[Stored data]
►
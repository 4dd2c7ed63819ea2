//! # WX Gateway Test Suite
//!
//! ## Structure
//!
//! ```text
//! tests/
//! ├── benches/            # Criterion benchmarks (signature, envelope)
//! └── src/integration/    # Cross-crate flows
//!     ├── webhook_flows.rs     # HTTP router → gateway → codec → handler
//!     └── credential_flows.rs  # Issuer → cache → management client
//! ```
//!
//! ## Running Tests
//!
//! ```bash
//! cargo test -p wx-tests
//! cargo test -p wx-tests integration::webhook_flows
//! cargo bench -p wx-tests
//! ```

#![allow(dead_code)]

pub mod integration;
◄
**EXERCISE DIRECTIONS:**
Wherever the word "cargo" turns up in the records above, copy the line that holds it.

**REPLY:**
//! cargo test -p wx-tests
//! cargo test -p wx-tests integration::webhook_flows
//! cargo bench -p wx-tests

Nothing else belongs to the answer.